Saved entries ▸
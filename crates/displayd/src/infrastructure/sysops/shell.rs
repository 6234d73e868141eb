//! Shell-backed system delegate.
//!
//! Every operation maps to one invocation of the device's command-line
//! tooling. Commands run under `sh -c` with piped output and a hard
//! timeout; a child that overruns the timeout is killed and the call fails
//! with [`DelegateError::Timeout`] — a wedged tool must never wedge the
//! calling session thread forever.

use std::io::Read;
use std::process::{Command, Stdio};
use std::thread;
use std::time::{Duration, Instant};

use displayd_core::{OutputId, SettingsNamespace};
use tracing::debug;

use super::{DelegateError, SystemDelegate};

/// Default per-command timeout, in seconds.
pub const DEFAULT_SHELL_TIMEOUT_SECS: u64 = 30;

/// Intent flags for app launches: new task + clear task.
const LAUNCH_INTENT_FLAGS: &str = "0x10008000";

/// Poll interval while waiting for a child to exit.
const WAIT_POLL_INTERVAL: Duration = Duration::from_millis(10);

/// Output of one completed shell command.
#[derive(Debug)]
struct ShellOutput {
    success: bool,
    exit_code: i32,
    stdout: String,
    stderr: String,
}

/// [`SystemDelegate`] implementation over the device's shell tooling.
pub struct ShellDelegate {
    timeout_secs: u64,
}

impl ShellDelegate {
    /// Creates a delegate with the given per-command timeout.
    pub fn new(timeout_secs: u64) -> Self {
        Self { timeout_secs }
    }

    /// Runs `command` under `sh -c`, enforcing the timeout.
    fn run(&self, command: &str) -> Result<ShellOutput, DelegateError> {
        debug!(command, "executing shell command");

        let mut child = Command::new("sh")
            .arg("-c")
            .arg(command)
            .stdin(Stdio::null())
            .stdout(Stdio::piped())
            .stderr(Stdio::piped())
            .spawn()?;

        // Drain both pipes on their own threads so a chatty child can never
        // fill a pipe buffer and deadlock against our wait loop.
        let stdout_pipe = child.stdout.take().expect("stdout piped");
        let stderr_pipe = child.stderr.take().expect("stderr piped");
        let stdout_reader = thread::spawn(move || read_to_string_lossy(stdout_pipe));
        let stderr_reader = thread::spawn(move || read_to_string_lossy(stderr_pipe));

        let deadline = Instant::now() + Duration::from_secs(self.timeout_secs);
        let status = loop {
            match child.try_wait()? {
                Some(status) => break status,
                None if Instant::now() >= deadline => {
                    child.kill().ok();
                    child.wait().ok();
                    // The readers finish once the pipes close after the kill.
                    stdout_reader.join().ok();
                    stderr_reader.join().ok();
                    return Err(DelegateError::Timeout {
                        command: command.to_string(),
                        timeout_secs: self.timeout_secs,
                    });
                }
                None => thread::sleep(WAIT_POLL_INTERVAL),
            }
        };

        let stdout = stdout_reader.join().unwrap_or_default();
        let stderr = stderr_reader.join().unwrap_or_default();
        Ok(ShellOutput {
            success: status.success(),
            exit_code: status.code().unwrap_or(-1),
            stdout,
            stderr,
        })
    }

    /// Runs a command and maps a non-zero exit to [`DelegateError::Failed`].
    fn run_checked(&self, command: &str) -> Result<ShellOutput, DelegateError> {
        let output = self.run(command)?;
        if !output.success {
            return Err(DelegateError::Failed(format!(
                "`{command}` exited {}: {}",
                output.exit_code,
                output.stderr.trim()
            )));
        }
        Ok(output)
    }
}

impl SystemDelegate for ShellDelegate {
    fn launch_app(&self, output: OutputId, package: &str) -> Result<(), DelegateError> {
        // Resolve the package's launcher component first; `am start` needs a
        // concrete component to target a specific display.
        let resolved = self.run_checked(&format!(
            "cmd package resolve-activity --brief {}",
            quote(package)
        ))?;
        let component = resolved
            .stdout
            .lines()
            .map(str::trim)
            .filter(|l| !l.is_empty())
            .last()
            .unwrap_or_default()
            .to_string();
        if !component.contains('/') {
            return Err(DelegateError::PackageNotFound(package.to_string()));
        }

        self.start_component(output, &component, &[])
    }

    fn launch_activity(
        &self,
        output: OutputId,
        package: &str,
        activity: &str,
        extras: &[(String, String)],
    ) -> Result<(), DelegateError> {
        let component = format!("{package}/{activity}");
        self.start_component(output, &component, extras)
    }

    fn foreground_app(&self, output: OutputId) -> Result<String, DelegateError> {
        let dump = self.run_checked("dumpsys activity activities")?;
        Ok(parse_resumed_package(&dump.stdout, output).unwrap_or_default())
    }

    fn force_stop(&self, package: &str) -> Result<(), DelegateError> {
        self.run_checked(&format!("am force-stop {}", quote(package)))?;
        Ok(())
    }

    fn install_package(&self, path: &str) -> Result<bool, DelegateError> {
        let output = self.run(&format!("pm install -r {}", quote(path)))?;
        Ok(output.success && output.stdout.contains("Success"))
    }

    fn uninstall_package(&self, package: &str) -> Result<bool, DelegateError> {
        let output = self.run(&format!("pm uninstall {}", quote(package)))?;
        Ok(output.success && output.stdout.contains("Success"))
    }

    fn grant_permission(&self, package: &str, permission: &str) -> Result<(), DelegateError> {
        self.run_checked(&format!(
            "pm grant {} {}",
            quote(package),
            quote(permission)
        ))?;
        Ok(())
    }

    fn revoke_permission(&self, package: &str, permission: &str) -> Result<(), DelegateError> {
        self.run_checked(&format!(
            "pm revoke {} {}",
            quote(package),
            quote(permission)
        ))?;
        Ok(())
    }

    fn put_setting(
        &self,
        namespace: SettingsNamespace,
        key: &str,
        value: &str,
    ) -> Result<(), DelegateError> {
        self.run_checked(&format!(
            "settings put {} {} {}",
            namespace.as_str(),
            quote(key),
            quote(value)
        ))?;
        Ok(())
    }

    fn get_setting(
        &self,
        namespace: SettingsNamespace,
        key: &str,
    ) -> Result<Option<String>, DelegateError> {
        let output = self.run_checked(&format!(
            "settings get {} {}",
            namespace.as_str(),
            quote(key)
        ))?;
        let value = output.stdout.trim();
        // The settings tool prints the literal string "null" for unset keys.
        if value.is_empty() || value == "null" {
            Ok(None)
        } else {
            Ok(Some(value.to_string()))
        }
    }

    fn installed_packages(&self) -> Result<Vec<String>, DelegateError> {
        let output = self.run_checked("pm list packages")?;
        Ok(output
            .stdout
            .lines()
            .filter_map(|line| line.trim().strip_prefix("package:"))
            .map(str::to_string)
            .collect())
    }

    fn execute_shell(&self, command: &str) -> Result<String, DelegateError> {
        let output = self.run(command)?;
        // Mirror interactive shell behavior: callers get everything the
        // command printed, with a marker when it failed.
        if !output.success && !output.stderr.is_empty() {
            Ok(format!(
                "ERROR (exit {}): {}\n{}",
                output.exit_code, output.stderr, output.stdout
            ))
        } else {
            Ok(format!("{}{}", output.stdout, output.stderr))
        }
    }
}

impl ShellDelegate {
    fn start_component(
        &self,
        output: OutputId,
        component: &str,
        extras: &[(String, String)],
    ) -> Result<(), DelegateError> {
        let mut command = format!(
            "am start --display {output} -n {} -f {LAUNCH_INTENT_FLAGS}",
            quote(component)
        );
        for (key, value) in extras {
            command.push_str(&format!(" -e {} {}", quote(key), quote(value)));
        }
        let result = self.run_checked(&command)?;
        // `am` reports some failures on stdout with a zero exit.
        if result.stdout.contains("Error:") {
            return Err(DelegateError::Failed(result.stdout.trim().to_string()));
        }
        Ok(())
    }
}

/// Extracts the resumed activity's package name from `dumpsys` output.
///
/// Looks for the `mResumedActivity` record, e.g.
/// `mResumedActivity: ActivityRecord{1234abc u0 com.example.app/.MainActivity t42}`,
/// and returns the token before the `/`.
fn parse_resumed_package(dump: &str, _output: OutputId) -> Option<String> {
    for line in dump.lines() {
        if !line.contains("mResumedActivity") {
            continue;
        }
        for token in line.split_whitespace() {
            if let Some(idx) = token.find('/') {
                let package = token[..idx].trim_start_matches('{');
                if !package.is_empty() {
                    return Some(package.to_string());
                }
            }
        }
    }
    None
}

/// Single-quotes a string for `sh -c`, escaping embedded quotes.
fn quote(s: &str) -> String {
    format!("'{}'", s.replace('\'', r"'\''"))
}

fn read_to_string_lossy(mut pipe: impl Read) -> String {
    let mut bytes = Vec::new();
    pipe.read_to_end(&mut bytes).ok();
    String::from_utf8_lossy(&bytes).into_owned()
}

// ── Tests ─────────────────────────────────────────────────────────────────────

WHAT IS NEEDED ▸ Copy out all lines above holding "move".

RESULT ▸
        let stdout_reader = thread::spawn(move || read_to_string_lossy(stdout_pipe));
        let stderr_reader = thread::spawn(move || read_to_string_lossy(stderr_pipe));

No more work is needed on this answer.